//! Tokenizer for workflow scripts.
//!
//! Indentation is significant: the lexer turns leading whitespace into
//! `Indent`/`Dedent` tokens and ends every logical line with `Newline`.
//! Newlines inside brackets are ignored.

use super::parser::ParseError;

#[derive(Debug, Clone, PartialEq)]
pub enum Tok {
    Name(String),
    Keyword(&'static str),
    Int(i64),
    Float(f64),
    Str(String),
    Bytes(Vec<u8>),
    Punct(&'static str),
    Newline,
    Indent,
    Dedent,
    Eof,
}

#[derive(Debug, Clone, PartialEq)]
pub struct Token {
    pub tok: Tok,
    pub line: u32,
    pub col: u32,
}

const KEYWORDS: &[&str] = &[
    "and", "as", "break", "class", "continue", "def", "elif", "else", "except", "False", "for",
    "from", "if", "import", "in", "is", "None", "not", "or", "pass", "raise", "return", "True",
    "try", "while",
];

// Longest first so that `**` wins over `*`.
const PUNCTS: &[&str] = &[
    "**", "//", "==", "!=", "<=", ">=", "+=", "-=", "*=", "/=", "->", "(", ")", "[", "]", "{",
    "}", ",", ":", ".", "=", "<", ">", "+", "-", "*", "/", "%", "@", ";",
];

pub fn tokenize(source: &str) -> Result<Vec<Token>, ParseError> {
    Lexer::new(source).run()
}

struct Lexer {
    chars: Vec<char>,
    pos: usize,
    line: u32,
    col: u32,
    indents: Vec<usize>,
    depth: usize,
    at_line_start: bool,
    tokens: Vec<Token>,
}

impl Lexer {
    fn new(source: &str) -> Self {
        Self {
            chars: source.chars().collect(),
            pos: 0,
            line: 1,
            col: 1,
            indents: vec![0],
            depth: 0,
            at_line_start: true,
            tokens: Vec::new(),
        }
    }

    fn peek(&self) -> Option<char> {
        self.chars.get(self.pos).copied()
    }

    fn peek_at(&self, offset: usize) -> Option<char> {
        self.chars.get(self.pos + offset).copied()
    }

    fn bump(&mut self) -> Option<char> {
        let c = self.chars.get(self.pos).copied()?;
        self.pos += 1;
        if c == '\n' {
            self.line += 1;
            self.col = 1;
        } else {
            self.col += 1;
        }
        Some(c)
    }

    fn error(&self, message: impl Into<String>) -> ParseError {
        ParseError::new(message, self.line, self.col)
    }

    fn push(&mut self, tok: Tok, line: u32, col: u32) {
        self.tokens.push(Token { tok, line, col });
    }

    fn run(mut self) -> Result<Vec<Token>, ParseError> {
        loop {
            if self.at_line_start && self.depth == 0 {
                if !self.handle_indentation()? {
                    continue;
                }
            }

            let Some(c) = self.peek() else { break };
            let (line, col) = (self.line, self.col);

            match c {
                '\n' => {
                    self.bump();
                    if self.depth == 0 {
                        self.push(Tok::Newline, line, col);
                        self.at_line_start = true;
                    }
                }
                ' ' | '\t' | '\r' => {
                    self.bump();
                }
                '#' => self.skip_comment(),
                '\\' if self.peek_at(1) == Some('\n') => {
                    self.bump();
                    self.bump();
                }
                '"' | '\'' => {
                    let s = self.string(c)?;
                    self.push(Tok::Str(s), line, col);
                }
                'b' | 'B' if matches!(self.peek_at(1), Some('"') | Some('\'')) => {
                    self.bump();
                    let quote = self.peek().unwrap_or('"');
                    let s = self.string(quote)?;
                    let bytes = string_to_bytes(&s).ok_or_else(|| {
                        ParseError::new("bytes literal must contain only ASCII", line, col)
                    })?;
                    self.push(Tok::Bytes(bytes), line, col);
                }
                'r' | 'R' if matches!(self.peek_at(1), Some('"') | Some('\'')) => {
                    self.bump();
                    let quote = self.peek().unwrap_or('"');
                    let s = self.raw_string(quote)?;
                    self.push(Tok::Str(s), line, col);
                }
                c if c.is_ascii_digit()
                    || (c == '.' && self.peek_at(1).is_some_and(|d| d.is_ascii_digit())) =>
                {
                    let tok = self.number()?;
                    self.push(tok, line, col);
                }
                c if c.is_alphabetic() || c == '_' => {
                    let word = self.identifier();
                    let tok = match KEYWORDS.iter().find(|k| **k == word) {
                        Some(k) => Tok::Keyword(*k),
                        None => Tok::Name(word),
                    };
                    self.push(tok, line, col);
                }
                _ => {
                    let punct = self.punct()?;
                    match punct {
                        "(" | "[" | "{" => self.depth += 1,
                        ")" | "]" | "}" => self.depth = self.depth.saturating_sub(1),
                        _ => {}
                    }
                    self.push(Tok::Punct(punct), line, col);
                }
            }
        }

        let (line, col) = (self.line, self.col);
        if !matches!(
            self.tokens.last().map(|t| &t.tok),
            None | Some(Tok::Newline) | Some(Tok::Dedent)
        ) {
            self.push(Tok::Newline, line, col);
        }
        while self.indents.len() > 1 {
            self.indents.pop();
            self.push(Tok::Dedent, line, col);
        }
        self.push(Tok::Eof, line, col);
        Ok(self.tokens)
    }

    /// Measure leading whitespace and emit indent/dedent tokens. Returns
    /// false when the line was blank or a comment and has been consumed.
    fn handle_indentation(&mut self) -> Result<bool, ParseError> {
        let mut width = 0usize;
        while let Some(c) = self.peek() {
            match c {
                ' ' => width += 1,
                '\t' => width = (width / 8 + 1) * 8,
                '\r' => {}
                _ => break,
            }
            self.bump();
        }

        match self.peek() {
            None => {
                self.at_line_start = false;
                return Ok(true);
            }
            Some('\n') => {
                self.bump();
                return Ok(false);
            }
            Some('#') => {
                self.skip_comment();
                if self.peek() == Some('\n') {
                    self.bump();
                }
                return Ok(false);
            }
            _ => {}
        }

        self.at_line_start = false;
        let current = self.indents.last().copied().unwrap_or(0);
        let (line, col) = (self.line, self.col);
        if width > current {
            self.indents.push(width);
            self.push(Tok::Indent, line, col);
        } else if width < current {
            while self.indents.last().is_some_and(|w| *w > width) {
                self.indents.pop();
                self.push(Tok::Dedent, line, col);
            }
            if self.indents.last().copied() != Some(width) {
                return Err(self.error("unindent does not match any outer indentation level"));
            }
        }
        Ok(true)
    }

    fn skip_comment(&mut self) {
        while let Some(c) = self.peek() {
            if c == '\n' {
                break;
            }
            self.bump();
        }
    }

    fn identifier(&mut self) -> String {
        let mut word = String::new();
        while let Some(c) = self.peek() {
            if c.is_alphanumeric() || c == '_' {
                word.push(c);
                self.bump();
            } else {
                break;
            }
        }
        word
    }

    fn number(&mut self) -> Result<Tok, ParseError> {
        let (line, col) = (self.line, self.col);
        if self.peek() == Some('0') && matches!(self.peek_at(1), Some('x') | Some('X')) {
            self.bump();
            self.bump();
            let mut digits = String::new();
            while let Some(c) = self.peek() {
                if c.is_ascii_hexdigit() {
                    digits.push(c);
                } else if c != '_' {
                    break;
                }
                self.bump();
            }
            return i64::from_str_radix(&digits, 16)
                .map(Tok::Int)
                .map_err(|_| ParseError::new("invalid hex literal", line, col));
        }

        let mut text = String::new();
        let mut is_float = false;
        while let Some(c) = self.peek() {
            match c {
                '0'..='9' => text.push(c),
                '_' => {}
                '.' if !is_float && self.peek_at(1) != Some('.') => {
                    is_float = true;
                    text.push(c);
                }
                'e' | 'E' => {
                    is_float = true;
                    text.push(c);
                    self.bump();
                    if let Some(sign @ ('+' | '-')) = self.peek() {
                        text.push(sign);
                        self.bump();
                    }
                    continue;
                }
                _ => break,
            }
            self.bump();
        }

        if is_float {
            text.parse::<f64>()
                .map(Tok::Float)
                .map_err(|_| ParseError::new(format!("invalid number '{text}'"), line, col))
        } else {
            text.parse::<i64>()
                .map(Tok::Int)
                .map_err(|_| ParseError::new(format!("integer literal '{text}' too large"), line, col))
        }
    }

    fn triple_quoted(&self, quote: char) -> bool {
        self.peek() == Some(quote) && self.peek_at(1) == Some(quote) && self.peek_at(2) == Some(quote)
    }

    fn string(&mut self, quote: char) -> Result<String, ParseError> {
        let (line, col) = (self.line, self.col);
        let triple = self.triple_quoted(quote);
        let delim = if triple { 3 } else { 1 };
        for _ in 0..delim {
            self.bump();
        }

        let mut out = String::new();
        loop {
            let Some(c) = self.peek() else {
                return Err(ParseError::new("unterminated string literal", line, col));
            };
            if c == quote && (!triple || self.triple_quoted(quote)) {
                for _ in 0..delim {
                    self.bump();
                }
                return Ok(out);
            }
            if c == '\n' && !triple {
                return Err(ParseError::new("unterminated string literal", line, col));
            }
            self.bump();
            if c != '\\' {
                out.push(c);
                continue;
            }
            let Some(esc) = self.bump() else {
                return Err(ParseError::new("unterminated string literal", line, col));
            };
            match esc {
                'n' => out.push('\n'),
                't' => out.push('\t'),
                'r' => out.push('\r'),
                '0' => out.push('\0'),
                '\\' => out.push('\\'),
                '\'' => out.push('\''),
                '"' => out.push('"'),
                '\n' => {}
                'x' => out.push(self.hex_escape(2)?),
                'u' => out.push(self.hex_escape(4)?),
                other => {
                    out.push('\\');
                    out.push(other);
                }
            }
        }
    }

    fn raw_string(&mut self, quote: char) -> Result<String, ParseError> {
        let (line, col) = (self.line, self.col);
        self.bump();
        let mut out = String::new();
        loop {
            match self.bump() {
                Some(c) if c == quote => return Ok(out),
                Some('\n') | None => {
                    return Err(ParseError::new("unterminated string literal", line, col))
                }
                Some('\\') if self.peek() == Some(quote) => {
                    out.push('\\');
                    out.push(quote);
                    self.bump();
                }
                Some(c) => out.push(c),
            }
        }
    }

    fn hex_escape(&mut self, len: usize) -> Result<char, ParseError> {
        let mut digits = String::new();
        for _ in 0..len {
            match self.bump() {
                Some(c) if c.is_ascii_hexdigit() => digits.push(c),
                _ => return Err(self.error("truncated escape sequence")),
            }
        }
        u32::from_str_radix(&digits, 16)
            .ok()
            .and_then(char::from_u32)
            .ok_or_else(|| self.error("invalid escape sequence"))
    }

    fn punct(&mut self) -> Result<&'static str, ParseError> {
        for p in PUNCTS {
            let matches = p
                .chars()
                .enumerate()
                .all(|(i, pc)| self.peek_at(i) == Some(pc));
            if matches {
                for _ in 0..p.chars().count() {
                    self.bump();
                }
                return Ok(*p);
            }
        }
        let c = self.peek().unwrap_or('\0');
        Err(self.error(format!("unexpected character '{c}'")))
    }
}

/// Bytes literals only admit code points below 256 (after escapes).
fn string_to_bytes(s: &str) -> Option<Vec<u8>> {
    s.chars().map(|c| u8::try_from(u32::from(c)).ok()).collect()
}

#[cfg(test)]
mod tests {
    use super::*;

    fn kinds(source: &str) -> Vec<Tok> {
        tokenize(source).unwrap().into_iter().map(|t| t.tok).collect()
    }

    #[test]
    fn emits_indent_and_dedent() {
        let toks = kinds("def f():\n    return 1\nx = 2\n");
        assert!(toks.contains(&Tok::Indent));
        assert!(toks.contains(&Tok::Dedent));
        assert_eq!(toks.last(), Some(&Tok::Eof));
    }

    #[test]
    fn ignores_newlines_inside_brackets() {
        let toks = kinds("f(1,\n  2)\n");
        let newlines = toks.iter().filter(|t| **t == Tok::Newline).count();
        assert_eq!(newlines, 1);
    }

    #[test]
    fn skips_blank_and_comment_lines() {
        let toks = kinds("x = 1\n\n   # note\ny = 2\n");
        assert!(!toks.contains(&Tok::Indent));
    }

    #[test]
    fn lexes_literals() {
        let toks = kinds(r#"a = b"hi" + "x\ty" + 1.5e2 + 0x10"#);
        assert!(toks.contains(&Tok::Bytes(b"hi".to_vec())));
        assert!(toks.contains(&Tok::Str("x\ty".into())));
        assert!(toks.contains(&Tok::Float(150.0)));
        assert!(toks.contains(&Tok::Int(16)));
    }

    #[test]
    fn triple_quoted_strings_span_lines() {
        let toks = kinds("s = \"\"\"a\nb\"\"\"\n");
        assert!(toks.contains(&Tok::Str("a\nb".into())));
    }

    #[test]
    fn rejects_inconsistent_dedent() {
        let err = tokenize("if x:\n    a = 1\n  b = 2\n").unwrap_err();
        assert!(err.message.contains("unindent"));
    }
}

_____

- [WHAT IS EXPECTED]
The answer should be only the number of lines in the data that contain the string "collect".

- [WRITTEN SOLUTION]
3